その光景を遠目から見つめているドラゴニュートが居る。それは色々と問題を起こしたダンミルだった。だが、以前と違って顔が隠れる程のローブを纏っている。
報復を受けてから時間が経って顔も忘れられているのだが、本人は自意識過剰な性分なので顔を隠しているのだ。ダンミルは、既にダンピールに誘われたパーティから抜けている。強くダンピールに言い聞かせられたのだが、彼は言うことを聞かなかった。
アキラもそのことについては予想していたが、終わった出来事をこれ以上蒸し返せないので仕方が無い。根拠や名分が無ければこれ以上責めることは周囲の怯えや反感を買う恐れがあるからだ。
「許さねぇ……翠火も、あのくそヒューマンも……」
酒を飲みながら呟く声は不穏の予兆にしか見えない。
それから少し時間が経ち、アキラは安全地帯から先に進んでいた。
「うぉおおお!」
先には進んでいたが、必死に走っていた。
「こっちは[クイックII]が付与されてんだぞ! 速度おかしいだろ!」
なぜ必死に逃げているかというと、アキラは巨大な丸い岩を背にしているからだ。当然壊そうとしたり、やり過ごそうとしたのだが……。

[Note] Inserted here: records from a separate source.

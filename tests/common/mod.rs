//! In-memory gateway shared by the flow tests.
#![allow(dead_code)]

use async_trait::async_trait;
use chrono::{NaiveDate, Utc};
use guarda_din_bot::database::ExpenseGateway;
use guarda_din_bot::database::models::{
    DateRange, ExpenseDetail, GroupField, GroupedTotal, NewExpense,
};
use guarda_din_bot::flow::FlowContext;
use rust_decimal::Decimal;
use std::collections::HashMap;
use std::sync::Mutex;
use std::sync::atomic::{AtomicUsize, Ordering};

pub struct Stored {
    pub expense: NewExpense,
    pub created_at: chrono::DateTime<Utc>,
}

#[derive(Default)]
pub struct MemoryGateway {
    pub rows: Mutex<Vec<Stored>>,
    pub fail_writes: bool,
    pub grouped_calls: AtomicUsize,
    pub detail_calls: AtomicUsize,
    pub total_calls: AtomicUsize,
}

impl MemoryGateway {
    pub fn failing() -> Self {
        Self {
            fail_writes: true,
            ..Self::default()
        }
    }

    pub fn saved(&self) -> Vec<NewExpense> {
        self.rows
            .lock()
            .unwrap()
            .iter()
            .map(|s| s.expense.clone())
            .collect()
    }

    fn matching(&self, user_id: u64, range: DateRange) -> Vec<(NewExpense, chrono::DateTime<Utc>)> {
        self.rows
            .lock()
            .unwrap()
            .iter()
            .filter(|s| s.expense.user_id == user_id && in_range(range, s.created_at.date_naive()))
            .map(|s| (s.expense.clone(), s.created_at))
            .collect()
    }
}

fn in_range(range: DateRange, day: NaiveDate) -> bool {
    range.start <= day && day <= range.end
}

#[async_trait]
impl ExpenseGateway for MemoryGateway {
    async fn write_expense(&self, expense: &NewExpense) -> bool {
        if self.fail_writes {
            return false;
        }
        self.rows.lock().unwrap().push(Stored {
            expense: expense.clone(),
            created_at: Utc::now(),
        });
        true
    }

    async fn read_grouped(
        &self,
        user_id: u64,
        range: DateRange,
        field: GroupField,
    ) -> Vec<GroupedTotal> {
        self.grouped_calls.fetch_add(1, Ordering::SeqCst);
        let mut sums: HashMap<String, Decimal> = HashMap::new();
        for (e, _) in self.matching(user_id, range) {
            let label = match field {
                GroupField::Category => e.category,
                GroupField::PaymentMethod => e.payment_method,
            };
            *sums.entry(label).or_default() += e.amount;
        }
        let mut rows: Vec<GroupedTotal> = sums
            .into_iter()
            .map(|(label, total)| GroupedTotal { label, total })
            .collect();
        rows.sort_by(|a, b| b.total.cmp(&a.total));
        rows
    }

    async fn read_detail(&self, user_id: u64, range: DateRange) -> Vec<ExpenseDetail> {
        self.detail_calls.fetch_add(1, Ordering::SeqCst);
        let mut rows: Vec<ExpenseDetail> = self
            .matching(user_id, range)
            .into_iter()
            .map(|(e, created_at)| ExpenseDetail {
                amount: e.amount,
                category: e.category,
                payment_method: e.payment_method,
                created_at,
            })
            .collect();
        rows.sort_by(|a, b| b.created_at.cmp(&a.created_at));
        rows
    }

    async fn read_total(&self, user_id: u64, range: DateRange) -> Decimal {
        self.total_calls.fetch_add(1, Ordering::SeqCst);
        self.matching(user_id, range).iter().map(|(e, _)| e.amount).sum()
    }
}

pub fn today() -> NaiveDate {
    Utc::now().date_naive()
}

pub fn ctx(gateway: &MemoryGateway, user_id: u64) -> FlowContext<'_> {
    FlowContext {
        gateway,
        user_id,
        today: today(),
    }
}

pub fn add(gateway: &MemoryGateway, user_id: u64, amount: Decimal, category: &str, payment: &str) {
    gateway.rows.lock().unwrap().push(Stored {
        expense: NewExpense {
            user_id,
            amount,
            category: category.to_string(),
            payment_method: payment.to_string(),
            is_necessary: true,
        },
        created_at: Utc::now(),
    });
}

「俺の速度に合わせて転がるのも変だし、殴ってもヒビ一つ入らない! 隙間は埋められてて壁も脆そうなのに壊れないしどうなってんだ!」
試験会場ライセンスのボス前で壊した扉とは違って、耐久力が段違いのようだ。今のアキラでは壊せないらしい。もしかすれば、壊すこと自体不可能なのかもしれない。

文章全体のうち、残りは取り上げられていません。